:: Provided records ::
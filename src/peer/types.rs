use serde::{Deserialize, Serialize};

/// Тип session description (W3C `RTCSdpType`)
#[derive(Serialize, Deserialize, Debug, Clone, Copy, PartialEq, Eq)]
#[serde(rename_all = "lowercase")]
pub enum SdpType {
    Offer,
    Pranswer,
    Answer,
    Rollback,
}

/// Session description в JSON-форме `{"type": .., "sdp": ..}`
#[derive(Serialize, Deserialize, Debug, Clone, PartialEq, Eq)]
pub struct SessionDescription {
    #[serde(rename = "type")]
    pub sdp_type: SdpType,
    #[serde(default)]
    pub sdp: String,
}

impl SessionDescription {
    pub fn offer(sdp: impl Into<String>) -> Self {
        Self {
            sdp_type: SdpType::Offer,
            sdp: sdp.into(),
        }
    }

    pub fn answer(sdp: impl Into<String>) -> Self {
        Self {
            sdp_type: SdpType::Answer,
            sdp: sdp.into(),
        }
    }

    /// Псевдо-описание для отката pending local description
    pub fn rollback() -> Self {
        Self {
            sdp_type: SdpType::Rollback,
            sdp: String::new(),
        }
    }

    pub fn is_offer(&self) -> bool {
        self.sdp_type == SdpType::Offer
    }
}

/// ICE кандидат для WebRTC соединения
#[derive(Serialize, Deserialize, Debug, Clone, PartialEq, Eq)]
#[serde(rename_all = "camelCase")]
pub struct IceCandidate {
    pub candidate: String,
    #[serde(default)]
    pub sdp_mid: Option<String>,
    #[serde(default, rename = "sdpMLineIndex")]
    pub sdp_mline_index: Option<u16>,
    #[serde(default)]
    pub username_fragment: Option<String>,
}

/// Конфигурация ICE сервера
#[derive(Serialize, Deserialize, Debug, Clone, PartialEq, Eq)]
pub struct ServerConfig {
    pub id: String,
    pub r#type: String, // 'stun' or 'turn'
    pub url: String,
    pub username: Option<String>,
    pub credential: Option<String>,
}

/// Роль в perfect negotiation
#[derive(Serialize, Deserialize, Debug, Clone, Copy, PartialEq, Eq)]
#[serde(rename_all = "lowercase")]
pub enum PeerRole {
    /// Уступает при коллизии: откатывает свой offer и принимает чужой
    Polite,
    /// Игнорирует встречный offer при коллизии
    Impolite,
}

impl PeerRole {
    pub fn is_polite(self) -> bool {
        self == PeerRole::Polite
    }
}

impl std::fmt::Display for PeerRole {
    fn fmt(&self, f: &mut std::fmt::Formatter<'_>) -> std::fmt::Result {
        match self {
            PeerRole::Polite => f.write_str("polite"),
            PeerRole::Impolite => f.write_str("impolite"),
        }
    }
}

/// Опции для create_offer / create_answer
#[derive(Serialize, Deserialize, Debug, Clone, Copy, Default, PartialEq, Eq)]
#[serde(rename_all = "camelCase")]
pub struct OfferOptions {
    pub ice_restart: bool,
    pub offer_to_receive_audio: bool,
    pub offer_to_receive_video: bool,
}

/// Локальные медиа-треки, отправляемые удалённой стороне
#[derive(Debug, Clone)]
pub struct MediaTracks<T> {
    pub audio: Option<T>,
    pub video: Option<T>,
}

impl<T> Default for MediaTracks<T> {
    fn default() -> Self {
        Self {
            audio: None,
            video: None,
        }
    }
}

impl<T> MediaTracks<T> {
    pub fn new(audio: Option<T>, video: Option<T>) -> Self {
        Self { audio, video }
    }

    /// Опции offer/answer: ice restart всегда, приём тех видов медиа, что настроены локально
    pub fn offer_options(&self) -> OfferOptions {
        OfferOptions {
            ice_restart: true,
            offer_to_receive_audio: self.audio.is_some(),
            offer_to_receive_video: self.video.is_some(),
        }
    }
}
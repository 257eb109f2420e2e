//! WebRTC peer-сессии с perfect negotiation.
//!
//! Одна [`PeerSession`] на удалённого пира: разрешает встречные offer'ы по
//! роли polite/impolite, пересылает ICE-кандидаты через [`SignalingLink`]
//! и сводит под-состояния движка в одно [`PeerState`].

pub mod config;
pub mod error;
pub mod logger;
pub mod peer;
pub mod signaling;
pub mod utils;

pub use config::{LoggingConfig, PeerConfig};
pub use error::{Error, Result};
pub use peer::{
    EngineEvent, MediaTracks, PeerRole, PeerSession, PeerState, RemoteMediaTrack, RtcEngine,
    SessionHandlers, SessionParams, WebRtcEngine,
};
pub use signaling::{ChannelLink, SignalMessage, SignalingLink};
:::
> [What is expected] Everything in the listing must be returned word for word.

> [Task output]
filename src/peer/types.rs
use serde::{Deserialize, Serialize};

/// Тип session description (W3C `RTCSdpType`)
#[derive(Serialize, Deserialize, Debug, Clone, Copy, PartialEq, Eq)]
#[serde(rename_all = "lowercase")]
pub enum SdpType {
    Offer,
    Pranswer,
    Answer,
    Rollback,
}

/// Session description в JSON-форме `{"type": .., "sdp": ..}`
#[derive(Serialize, Deserialize, Debug, Clone, PartialEq, Eq)]
pub struct SessionDescription {
    #[serde(rename = "type")]
    pub sdp_type: SdpType,
    #[serde(default)]
    pub sdp: String,
}

impl SessionDescription {
    pub fn offer(sdp: impl Into<String>) -> Self {
        Self {
            sdp_type: SdpType::Offer,
            sdp: sdp.into(),
        }
    }

    pub fn answer(sdp: impl Into<String>) -> Self {
        Self {
            sdp_type: SdpType::Answer,
            sdp: sdp.into(),
        }
    }

    /// Псевдо-описание для отката pending local description
    pub fn rollback() -> Self {
        Self {
            sdp_type: SdpType::Rollback,
            sdp: String::new(),
        }
    }

    pub fn is_offer(&self) -> bool {
        self.sdp_type == SdpType::Offer
    }
}

/// ICE кандидат для WebRTC соединения
#[derive(Serialize, Deserialize, Debug, Clone, PartialEq, Eq)]
#[serde(rename_all = "camelCase")]
pub struct IceCandidate {
    pub candidate: String,
    #[serde(default)]
    pub sdp_mid: Option<String>,
    #[serde(default, rename = "sdpMLineIndex")]
    pub sdp_mline_index: Option<u16>,
    #[serde(default)]
    pub username_fragment: Option<String>,
}

/// Конфигурация ICE сервера
#[derive(Serialize, Deserialize, Debug, Clone, PartialEq, Eq)]
pub struct ServerConfig {
    pub id: String,
    pub r#type: String, // 'stun' or 'turn'
    pub url: String,
    pub username: Option<String>,
    pub credential: Option<String>,
}

/// Роль в perfect negotiation
#[derive(Serialize, Deserialize, Debug, Clone, Copy, PartialEq, Eq)]
#[serde(rename_all = "lowercase")]
pub enum PeerRole {
    /// Уступает при коллизии: откатывает свой offer и принимает чужой
    Polite,
    /// Игнорирует встречный offer при коллизии
    Impolite,
}

impl PeerRole {
    pub fn is_polite(self) -> bool {
        self == PeerRole::Polite
    }
}

impl std::fmt::Display for PeerRole {
    fn fmt(&self, f: &mut std::fmt::Formatter<'_>) -> std::fmt::Result {
        match self {
            PeerRole::Polite => f.write_str("polite"),
            PeerRole::Impolite => f.write_str("impolite"),
        }
    }
}

/// Опции для create_offer / create_answer
#[derive(Serialize, Deserialize, Debug, Clone, Copy, Default, PartialEq, Eq)]
#[serde(rename_all = "camelCase")]
pub struct OfferOptions {
    pub ice_restart: bool,
    pub offer_to_receive_audio: bool,
    pub offer_to_receive_video: bool,
}

/// Локальные медиа-треки, отправляемые удалённой стороне
#[derive(Debug, Clone)]
pub struct MediaTracks<T> {
    pub audio: Option<T>,
    pub video: Option<T>,
}

impl<T> Default for MediaTracks<T> {
    fn default() -> Self {
        Self {
            audio: None,
            video: None,
        }
    }
}

impl<T> MediaTracks<T> {
    pub fn new(audio: Option<T>, video: Option<T>) -> Self {
        Self { audio, video }
    }

    /// Опции offer/answer: ice restart всегда, приём тех видов медиа, что настроены локально
    pub fn offer_options(&self) -> OfferOptions {
        OfferOptions {
            ice_restart: true,
            offer_to_receive_audio: self.audio.is_some(),
            offer_to_receive_video: self.video.is_some(),
        }
    }
}
repository 257eb109f2420e2e
//! WebRTC peer-сессии с perfect negotiation.
//!
//! Одна [`PeerSession`] на удалённого пира: разрешает встречные offer'ы по
//! роли polite/impolite, пересылает ICE-кандидаты через [`SignalingLink`]
//! и сводит под-состояния движка в одно [`PeerState`].

pub mod config;
pub mod error;
pub mod logger;
pub mod peer;
pub mod signaling;
pub mod utils;

pub use config::{LoggingConfig, PeerConfig};
pub use error::{Error, Result};
pub use peer::{
    EngineEvent, MediaTracks, PeerRole, PeerSession, PeerState, RemoteMediaTrack, RtcEngine,
    SessionHandlers, SessionParams, WebRtcEngine,
};
pub use signaling::{ChannelLink, SignalMessage, SignalingLink};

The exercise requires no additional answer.